Mientras tanto, a lo largo de esta febril semana de encierro he ido observando, por la ventana del cuarto donde escribo, las evoluciones de tres albañiles sobre el tejado de la casa de enfrente. Cuando el sol insistía en adueñarse del otoño, trabajaban semidesnudos, bromeaban entre ellos, escenificaban esas rudas coreografías a las que Jean Genet solía ponerles, para huir del, realismo socialista, jirones de lirismo y lascivia. Mas luego, con el frío y las lluvias, se han vuelto siluetas pesadas, con mucha ropa y gestos hoscos. Cuelgan sus negros macutos de las antenas de televisión. Mueven tejas, cubos, una bombona, paneles de plástico y paletas. Trabajan sin medidas de seguridad. Se asoman al vacío como turistas a un mirador. Y, a eso de las seis de la tarde, bajan por el andamio.

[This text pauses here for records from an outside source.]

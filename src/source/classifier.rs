//! Source classification cascade.

use super::{
    AiAssistantDetector, DetectionMethod, EmailDetector, PaidDetector, SearchEngineDetector,
    SocialMediaDetector, SourceDetector, SourceMatch, TrafficCategory, TrafficSource,
    TrafficSourceDetectionResult, UtmDetector,
};
use crate::catalog::CompiledCatalog;
use crate::config::SourceConfig;
use crate::signals::{RawRequest, RequestSignals, SignalExtractor, UtmParameters};
use chrono::{DateTime, Utc};
use sha2::{Digest, Sha256};
use std::sync::Arc;
use tracing::debug;

/// Confidence of the direct default when no referrer was present.
pub const DIRECT_CONFIDENCE: u8 = 95;
/// Confidence of the direct default when an unrecognized referrer was present.
pub const UNCLASSIFIED_CONFIDENCE: u8 = 60;

/// Runs the detector cascade in priority order.
pub struct SourceClassifier {
    catalog: Arc<CompiledCatalog>,
    config: SourceConfig,
    cascade: Vec<Box<dyn SourceDetector>>,
}

impl SourceClassifier {
    /// Create a classifier with the standard cascade:
    /// UTM, AI assistant, search engine, social, email, paid.
    pub fn new(catalog: Arc<CompiledCatalog>, config: SourceConfig) -> Self {
        let cascade: Vec<Box<dyn SourceDetector>> = vec![
            Box::new(UtmDetector::new()),
            Box::new(AiAssistantDetector::new(config.ai_min_confidence)),
            Box::new(SearchEngineDetector),
            Box::new(SocialMediaDetector),
            Box::new(EmailDetector),
            Box::new(PaidDetector),
        ];

        Self {
            catalog,
            config,
            cascade,
        }
    }

    pub fn with_defaults() -> Self {
        Self::new(Arc::new(CompiledCatalog::default()), SourceConfig::default())
    }

    pub fn config(&self) -> &SourceConfig {
        &self.config
    }

    pub fn catalog(&self) -> &CompiledCatalog {
        &self.catalog
    }

    /// Classify a request. Never fails: unrecognized input falls through to
    /// the direct default.
    pub fn classify(&self, signals: &RequestSignals) -> TrafficSourceDetectionResult {
        let matched = self.cascade.iter().find_map(|detector| {
            let m = detector.detect(signals, &self.catalog)?;
            debug!(
                detector = detector.name(),
                source = %m.source,
                confidence = m.confidence,
                "Source detector matched"
            );
            Some(m)
        });

        let m = matched.unwrap_or_else(|| Self::default_match(signals));
        self.build_result(signals, m)
    }

    /// Classify from loose parts. Explicit UTM values take precedence over
    /// those parsed from the URL.
    pub fn classify_parts(
        &self,
        referrer: Option<&str>,
        user_agent: Option<&str>,
        url: &str,
        utm: &UtmParameters,
        at: DateTime<Utc>,
    ) -> TrafficSourceDetectionResult {
        let mut raw = RawRequest::new("", url, at);
        raw.referrer = referrer.map(str::to_string);
        raw.user_agent = user_agent.map(str::to_string);

        let mut signals = SignalExtractor::new().extract(&raw);
        signals.utm = utm.clone().merged_with(&signals.utm);
        self.classify(&signals)
    }

    fn default_match(signals: &RequestSignals) -> SourceMatch {
        match signals.referrer_host.as_deref() {
            None => SourceMatch::new(TrafficCategory::Direct, "direct", DIRECT_CONFIDENCE, DetectionMethod::Default),
            Some(host) => SourceMatch::new(
                TrafficCategory::Direct,
                host,
                UNCLASSIFIED_CONFIDENCE,
                DetectionMethod::Default,
            )
            .with_medium("unclassified"),
        }
    }

    fn build_result(&self, signals: &RequestSignals, m: SourceMatch) -> TrafficSourceDetectionResult {
        let source = TrafficSource {
            id: source_id(signals),
            category: m.category,
            medium: m
                .medium
                .unwrap_or_else(|| m.category.default_medium().to_string()),
            source: m.source,
            campaign: signals.utm.campaign.clone(),
            content: signals.utm.content.clone(),
            term: signals.utm.term.clone(),
            is_authentic: true,
            confidence: m.confidence,
            detected_at: signals.timestamp,
        };

        TrafficSourceDetectionResult {
            confidence: source.confidence,
            source,
            detection_method: m.method,
        }
    }
}

/// Deterministic id derived from the classifier inputs.
fn source_id(signals: &RequestSignals) -> String {
    let mut hasher = Sha256::new();
    hasher.update(signals.referrer.as_deref().unwrap_or("").as_bytes());
    hasher.update([0u8]);
    hasher.update(signals.user_agent.as_bytes());
    hasher.update([0u8]);
    hasher.update(signals.url.as_bytes());
    for (key, value) in signals.utm.fields() {
        hasher.update([0u8]);
        hasher.update(key.as_bytes());
        hasher.update(b"=");
        hasher.update(value.as_bytes());
    }
    let digest = format!("{:x}", hasher.finalize());
    digest[..32].to_string()
}

#[cfg(test)]
mod tests {
    use super::*;

    fn at() -> DateTime<Utc> {
        "2024-05-01T10:00:00Z".parse().unwrap()
    }

    fn classify(referrer: Option<&str>, ua: &str, url: &str) -> TrafficSourceDetectionResult {
        SourceClassifier::with_defaults().classify_parts(referrer, Some(ua), url, &UtmParameters::default(), at())
    }

    #[test]
    fn test_utm_organic() {
        let r = classify(None, "Mozilla/5.0", "https://example.com/?utm_source=google&utm_medium=organic");
        assert_eq!(r.source.category, TrafficCategory::Organic);
        assert_eq!(r.source.source, "google");
        assert_eq!(r.source.medium, "organic");
        assert_eq!(r.confidence, 100);
        assert_eq!(r.detection_method, DetectionMethod::UtmParameters);
    }

    #[test]
    fn test_utm_wins_over_referrer() {
        let r = classify(
            Some("https://chat.openai.com/"),
            "Mozilla/5.0",
            "https://example.com/?utm_source=newsletter&utm_medium=email",
        );
        assert_eq!(r.source.category, TrafficCategory::Email);
        assert_eq!(r.detection_method, DetectionMethod::UtmParameters);
    }

    #[test]
    fn test_webmail_referrer_beats_search_domain() {
        for referrer in ["https://mail.google.com/mail/u/0/", "https://mail.yahoo.com/d/folders/1"] {
            let r = classify(Some(referrer), "Mozilla/5.0", "https://example.com/");
            assert_eq!(r.source.category, TrafficCategory::Email, "{}", referrer);
            assert_eq!(r.detection_method, DetectionMethod::EmailReferrer);
            assert_eq!(r.source.medium, "email");
        }
        // the search homepage itself is still organic
        let r = classify(Some("https://www.google.com/"), "Mozilla/5.0", "https://example.com/");
        assert_eq!(r.source.category, TrafficCategory::Organic);
    }

    #[test]
    fn test_ai_assistant() {
        let r = classify(Some("https://chat.openai.com/"), "Mozilla/5.0", "https://example.com/");
        assert_eq!(r.source.category, TrafficCategory::AiAssistant);
        assert_eq!(r.source.source, "ChatGPT");
        assert!(r.confidence >= 70);
    }

    #[test]
    fn test_direct_default() {
        let r = classify(None, "Mozilla/5.0", "https://example.com/");
        assert_eq!(r.source.category, TrafficCategory::Direct);
        assert_eq!(r.confidence, 95);

        let r = classify(Some("https://some-blog.example.org/post"), "Mozilla/5.0", "https://example.com/");
        assert_eq!(r.source.category, TrafficCategory::Direct);
        assert_eq!(r.source.source, "some-blog.example.org");
        assert_eq!(r.confidence, 60);
    }

    #[test]
    fn test_explicit_utm_precedence() {
        let utm = UtmParameters {
            source: Some("facebook".into()),
            medium: Some("paid_social".into()),
            ..Default::default()
        };
        let r = SourceClassifier::with_defaults().classify_parts(
            None,
            None,
            "https://example.com/?utm_source=google",
            &utm,
            at(),
        );
        assert_eq!(r.source.source, "facebook");
        assert_eq!(r.source.category, TrafficCategory::Paid);
    }

    #[test]
    fn test_deterministic() {
        let a = classify(Some("https://www.bing.com/"), "Mozilla/5.0", "https://example.com/x");
        let b = classify(Some("https://www.bing.com/"), "Mozilla/5.0", "https://example.com/x");
        assert_eq!(a, b);
        assert_eq!(a.source.id.len(), 32);
    }
}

Cuando a los informadores franceses les da por ello, suelen decir de un delincuente no identificado: "Tenía pinta de norteafricano". Pues bien, dos de esos albañiles parecen ser de allí, de Marruecos o Argelia. Al otro, el más bajito, no sé en verdad por qué, he llegado a asignarle nacionalidad peruana. En cualquier caso, cuando mi calentura pasó de los 40, ayer mismo, pensé llamar a la sede central de UGT para que vigilasen las medidas de seguridad de esos tres albañiles. Y, de paso, avisar también a la policía: porque lo cierto es que cada tarde dejan sobre el tejado, a su aire, todos los cachivaches con los que faenan. Y llega cualquier noche un ventarrón y ocurre una desgracia en esta calle, de la que yo tendría que sentirme para siempre culpable.
Sin embargo, al declinar la fiebre una miaja, lo incívico se puebla de contrapesos contundentes: pateras, tratados de extradición... Y ya no llamo a nadie. En plan cobarde, o poco puntilloso en ese extremo, me tumbo en el sofá, sudo bajo una manta que un día ya lejano me regaló Adolfo Domínguez y, al enchufar el televisor a horas en las que nunca lo había visto, logro incluso enterarme, pese a la fiebre, de que la madre de Marian Conde, que acaba de cumplir 76 años, está admirada de que la Terelu, siendo tan delgadita, tenga un pecho imponente.